*Problem requirements*: Each line of the data below holding the word "already" must be copied.

[Recorded information — start]

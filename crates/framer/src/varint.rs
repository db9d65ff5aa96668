//! LEB128-style varints, used for frame lengths.
use bytes::{Buf, BufMut};

/// Number of bytes needed to encode any u64.
pub(crate) const MAX_BYTES: usize = 10;

#[derive(Debug, Eq, PartialEq, thiserror::Error, derive_more::Display)]
#[non_exhaustive]
pub enum VarintError {
    /// The input buffer was empty.
    NoData,

    /// The varint doesn't fit in a u64.
    TooLong,

    /// The varint isn't complete yet.  Contains the partial value.
    Incomplete(u64),
}

/// Write `input` 7 bits at a time, least significant group first.
pub(crate) fn encode_varint(mut input: u64, dest: &mut impl BufMut) {
    while input >= 0x80 {
        dest.put_u8((input as u8 & 0x7f) | 0x80);
        input >>= 7;
    }
    dest.put_u8(input as u8);
}

/// Read a varint written by [encode_varint], advancing `input` past it.
pub(crate) fn decode_varint(input: &mut impl Buf) -> Result<u64, VarintError> {
    if !input.has_remaining() {
        return Err(VarintError::NoData);
    }

    let mut res: u64 = 0;
    for i in 0..MAX_BYTES {
        if !input.has_remaining() {
            return Err(VarintError::Incomplete(res));
        }

        let byte = input.get_u8();
        let group = (byte & 0x7f) as u64;
        let shift = 7 * i as u32;

        // The last byte only has room for the top bit of a u64.
        if i == MAX_BYTES - 1 && group > 1 {
            return Err(VarintError::TooLong);
        }
        res |= group << shift;

        if byte & 0x80 == 0 {
            return Ok(res);
        }
    }

    Err(VarintError::TooLong)
}

/// Encoded length of `input`.
pub(crate) fn varint_len(input: u64) -> usize {
    let bits = 64 - input.leading_zeros() as usize;
    bits.max(1).div_ceil(7)
}
//! Frame headers.
//!
//! On the wire this is the sub-channel id as a u8 and then the channel slot as a big-endian u16.
use bytes::{Buf, BufMut};

use crate::addressing::SubChannelId;

/// Size of the header, excluding the length.
pub const HEADER_SIZE: u64 = 3;

#[derive(Copy, Clone, Eq, Ord, PartialEq, PartialOrd, Debug)]
pub(crate) struct Header {
    pub(crate) sub_channel: SubChannelId,
    pub(crate) channel: u16,
}

#[derive(Debug, Eq, PartialEq, derive_more::Display, thiserror::Error)]
#[non_exhaustive]
pub enum HeaderDecodingError {
    NotEnoughData,
    InvalidSubChannel(u8),
}

impl Header {
    pub(crate) fn encode(&self, dest: &mut impl BufMut) {
        dest.put_u8(self.sub_channel.as_u8());
        dest.put_u16(self.channel);
    }

    pub(crate) fn decode(source: &mut impl Buf) -> Result<Header, HeaderDecodingError> {
        if (source.remaining() as u64) < HEADER_SIZE {
            return Err(HeaderDecodingError::NotEnoughData);
        }

        let raw = source.get_u8();
        let sub_channel =
            SubChannelId::from_raw(raw).ok_or(HeaderDecodingError::InvalidSubChannel(raw))?;
        let channel = source.get_u16();

        Ok(Header {
            sub_channel,
            channel,
        })
    }
}
use derive_more::Display;

/// The two protocol roles.
///
/// The initiator is the client-like side which connects; the responder is the server-like side which many initiators
/// connect to.
#[derive(Copy, Clone, Debug, Display, Eq, Hash, Ord, PartialEq, PartialOrd)]
pub enum Role {
    #[display(fmt = "initiator")]
    Initiator,
    #[display(fmt = "responder")]
    Responder,
}

/// Which way a message travels, relative to the roles.
#[derive(Copy, Clone, Debug, Display, Eq, Hash, Ord, PartialEq, PartialOrd)]
#[cfg_attr(test, derive(proptest_derive::Arbitrary))]
pub enum Direction {
    /// Responder to initiator.
    #[display(fmt = "to-initiator")]
    ToInitiator,

    /// Initiator to responder.
    #[display(fmt = "to-responder")]
    ToResponder,
}

impl Direction {
    pub const ALL: [Direction; 2] = [Direction::ToInitiator, Direction::ToResponder];

    /// The transport sub-channel which carries envelopes going this way.
    pub fn sub_channel(self) -> SubChannelId {
        match self {
            Direction::ToInitiator => SubChannelId::TO_INITIATOR,
            Direction::ToResponder => SubChannelId::TO_RESPONDER,
        }
    }

    /// The role which sends messages going this way.
    pub fn sender(self) -> Role {
        match self {
            Direction::ToInitiator => Role::Responder,
            Direction::ToResponder => Role::Initiator,
        }
    }

    /// The role which receives, and handles, messages going this way.
    pub fn receiver(self) -> Role {
        match self {
            Direction::ToInitiator => Role::Initiator,
            Direction::ToResponder => Role::Responder,
        }
    }
}

/// Transport-level id of one of the two envelope kinds under a channel.
///
/// Every channel reserves exactly two of these: 0 for responder to initiator traffic and 1 for initiator to responder
/// traffic.  This is not the same id space as [MessageId], which lives inside the envelope.
#[derive(Copy, Clone, Debug, Display, Eq, Hash, Ord, PartialEq, PartialOrd)]
#[display(fmt = "sub-channel {}", _0)]
pub struct SubChannelId(u8);

impl SubChannelId {
    pub const TO_INITIATOR: SubChannelId = SubChannelId(0);
    pub const TO_RESPONDER: SubChannelId = SubChannelId(1);

    /// Validate a raw sub-channel id read off the wire.
    pub fn from_raw(raw: u8) -> Option<SubChannelId> {
        match raw {
            0 => Some(Self::TO_INITIATOR),
            1 => Some(Self::TO_RESPONDER),
            _ => None,
        }
    }

    pub fn as_u8(self) -> u8 {
        self.0
    }

    pub fn direction(self) -> Direction {
        if self == Self::TO_INITIATOR {
            Direction::ToInitiator
        } else {
            Direction::ToResponder
        }
    }
}

/// Id of a message type inside an envelope, scoped to one channel and one direction.
#[derive(Copy, Clone, Debug, Display, Eq, Hash, Ord, PartialEq, PartialOrd, derive_more::From)]
#[cfg_attr(test, derive(proptest_derive::Arbitrary))]
#[display(fmt = "#{}", _0)]
pub struct MessageId(pub u8);

impl MessageId {
    /// How many message types fit in one channel and direction.
    pub const SPACE: usize = u8::MAX as usize + 1;

    /// Convert the index of a registration to an id, if it fits.
    pub fn from_index(index: usize) -> Option<MessageId> {
        u8::try_from(index).ok().map(MessageId)
    }

    pub fn index(self) -> usize {
        self.0 as usize
    }
}
use std::sync::Arc;

use courier_framer::{encode_envelope_with, MessageId};
use log::*;

use crate::{
    ConfigError, Decoded, DesyncError, Error, MessageRegistry, MessageType, Protocol, Result,
    Serializer, SerializerRegistry, ToInitiator, ToResponder,
};

/// Collects channels, serializers, and message types during startup.
///
/// Every method fails on configuration mistakes; callers should treat any error as fatal and not carry on with a
/// partially built registry.  [RegistryBuilder::build] seals the result.
pub struct RegistryBuilder<P: Protocol> {
    messages: MessageRegistry<P>,
    serializers: SerializerRegistry,
}

/// The sealed registry.
///
/// Immutable, `Send + Sync`, and typically shared via `Arc` between the channel manager and every transport thread
/// decoding traffic.
pub struct Registry<P: Protocol> {
    messages: MessageRegistry<P>,
    serializers: SerializerRegistry,
}

impl<P: Protocol> Default for RegistryBuilder<P> {
    fn default() -> Self {
        RegistryBuilder {
            messages: Default::default(),
            serializers: Default::default(),
        }
    }
}

impl<P: Protocol> RegistryBuilder<P> {
    pub fn new() -> Self {
        Default::default()
    }

    pub fn declare_channel(&mut self, name: &str) -> Result<(), ConfigError> {
        self.messages.declare_channel(name)
    }

    pub fn bind_serializer<M: 'static>(
        &mut self,
        serializer: impl Serializer<M>,
    ) -> Result<(), ConfigError> {
        self.serializers.bind(serializer)
    }

    /// Register a message type handled by the responder, using its already-bound serializer.
    ///
    /// Returns the assigned id: the number of to-responder types registered on this channel before it.
    pub fn register_to_responder<M: ToResponder<P>>(
        &mut self,
        channel: &str,
    ) -> Result<MessageId, ConfigError> {
        let serializer = self.serializers.get::<M>()?;
        self.messages.register_to_responder(channel, serializer)
    }

    /// Register a message type handled by initiators, using its already-bound serializer.
    pub fn register_to_initiator<M: ToInitiator<P>>(
        &mut self,
        channel: &str,
    ) -> Result<MessageId, ConfigError> {
        let serializer = self.serializers.get::<M>()?;
        self.messages.register_to_initiator(channel, serializer)
    }

    /// Bind a serializer and register in one go.
    pub fn register_to_responder_with<M: ToResponder<P>>(
        &mut self,
        channel: &str,
        serializer: impl Serializer<M>,
    ) -> Result<MessageId, ConfigError> {
        self.ensure_unregistered::<M>()?;
        self.bind_serializer(serializer)?;
        self.register_to_responder::<M>(channel)
    }

    /// Bind a serializer and register in one go.
    pub fn register_to_initiator_with<M: ToInitiator<P>>(
        &mut self,
        channel: &str,
        serializer: impl Serializer<M>,
    ) -> Result<MessageId, ConfigError> {
        self.ensure_unregistered::<M>()?;
        self.bind_serializer(serializer)?;
        self.register_to_initiator::<M>(channel)
    }

    fn ensure_unregistered<M: 'static>(&self) -> Result<(), ConfigError> {
        match self.messages.resolve_id::<M>() {
            Ok(mt) => Err(ConfigError::DuplicateMessageType(mt.name())),
            Err(_) => Ok(()),
        }
    }

    /// Seal the registry.  No registration can happen after this.
    pub fn build(self) -> Registry<P> {
        for name in self.serializers.iter_names() {
            if self.messages.resolve_id_by_name(name).is_none() {
                warn!("Serializer for {} is bound but the type was never registered", name);
            }
        }

        Registry {
            messages: self.messages,
            serializers: self.serializers,
        }
    }

    /// Seal the registry into an `Arc`, which is how everything downstream wants it.
    pub fn build_shared(self) -> Arc<Registry<P>> {
        Arc::new(self.build())
    }
}

impl<P: Protocol> Registry<P> {
    pub fn messages(&self) -> &MessageRegistry<P> {
        &self.messages
    }

    pub fn serializers(&self) -> &SerializerRegistry {
        &self.serializers
    }

    /// Append the envelope for `message` to `dest`, returning the type it was sent as.
    ///
    /// On failure `dest` is left as it was.
    pub fn encode<M: 'static>(&self, message: &M, dest: &mut Vec<u8>) -> Result<&MessageType> {
        let message_type = self.messages.resolve_id::<M>()?;
        let serializer = self.serializers.get::<M>()?;
        encode_envelope_with(message_type.id(), dest, |d| serializer.encode(message, d)).map_err(
            |source| Error::Encode {
                message_type: message_type.name(),
                source,
            },
        )?;
        Ok(message_type)
    }

    pub fn decode_to_responder(
        &self,
        channel: &str,
        bytes: &[u8],
    ) -> Result<Decoded<Box<dyn ToResponder<P>>>, DesyncError> {
        self.messages.decode_to_responder(channel, bytes)
    }

    pub fn decode_to_initiator(
        &self,
        channel: &str,
        bytes: &[u8],
    ) -> Result<Decoded<Box<dyn ToInitiator<P>>>, DesyncError> {
        self.messages.decode_to_initiator(channel, bytes)
    }
}
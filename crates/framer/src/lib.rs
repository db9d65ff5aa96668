//! Wire formats for courier.
//!
//! There are two layers here, and it is important not to conflate them:
//!
//! - The envelope: a single [MessageId] byte followed by a serialized payload.  This is the protocol proper, and the
//!   id byte is the only self-describing part of it.  What the payload looks like is implied entirely by which message
//!   type the id resolves to, so there is no length prefix.
//! - The frame: what the in-memory transport uses to carry envelopes over a byte stream.  A frame is a varint length,
//!   a header naming the channel and the [SubChannelId], and then the envelope.  Real transports bring their own
//!   framing; this one exists so that the envelope layer can be exercised against actual message boundaries.
//!
//! Addressing is therefore two-level: (channel, sub-channel id in `{0, 1}`) at the transport, then the message id in
//! `0..=255` inside the envelope.
mod addressing;
mod envelope;
mod frame;
mod framer;
mod header;
mod parser;
mod varint;

pub use addressing::*;
pub use envelope::*;
pub use frame::*;
pub use framer::*;
pub use header::{HeaderDecodingError, HEADER_SIZE};
pub use parser::*;
pub use varint::VarintError;
//! Delivery targets.
//!
//! Courier doesn't know what any of these mean beyond [Target::Peer]; they're forwarded to the transport as-is.
use derive_more::Display;

use courier_registry::PeerId;

#[derive(Copy, Clone, Debug, PartialEq)]
pub struct Point {
    pub x: f64,
    pub y: f64,
    pub z: f64,
}

impl Point {
    pub fn new(x: f64, y: f64, z: f64) -> Point {
        Point { x, y, z }
    }

    pub fn distance_squared(&self, other: &Point) -> f64 {
        let (dx, dy, dz) = (self.x - other.x, self.y - other.y, self.z - other.z);
        dx * dx + dy * dy + dz * dz
    }
}

/// A world, dimension, or shard: whatever the transport's notion of a disjoint space is.
#[derive(Copy, Clone, Debug, Display, Eq, Hash, Ord, PartialEq, PartialOrd)]
#[display(fmt = "region {}", _0)]
pub struct RegionId(pub u32);

/// Some area peers can be observing, for example a loaded chunk.
#[derive(Copy, Clone, Debug, Display, Eq, Hash, Ord, PartialEq, PartialOrd)]
#[display(fmt = "area {}/{}", region, key)]
pub struct AreaId {
    pub region: RegionId,
    pub key: u64,
}

/// Who a responder-side send goes to.
#[derive(Clone, Debug, PartialEq)]
pub enum Target {
    /// One initiator.
    Peer(PeerId),

    /// Every initiator within `radius` of `point` in `region`.
    Near {
        point: Point,
        radius: f64,
        region: RegionId,
    },

    /// Every initiator in a region.
    Region(RegionId),

    /// Every initiator observing an area.
    TrackingArea(AreaId),
}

[Recorded information — finish]

*Written solution*:
    /// Register a message type handled by the responder, using its already-bound serializer.
    /// Register a message type handled by initiators, using its already-bound serializer.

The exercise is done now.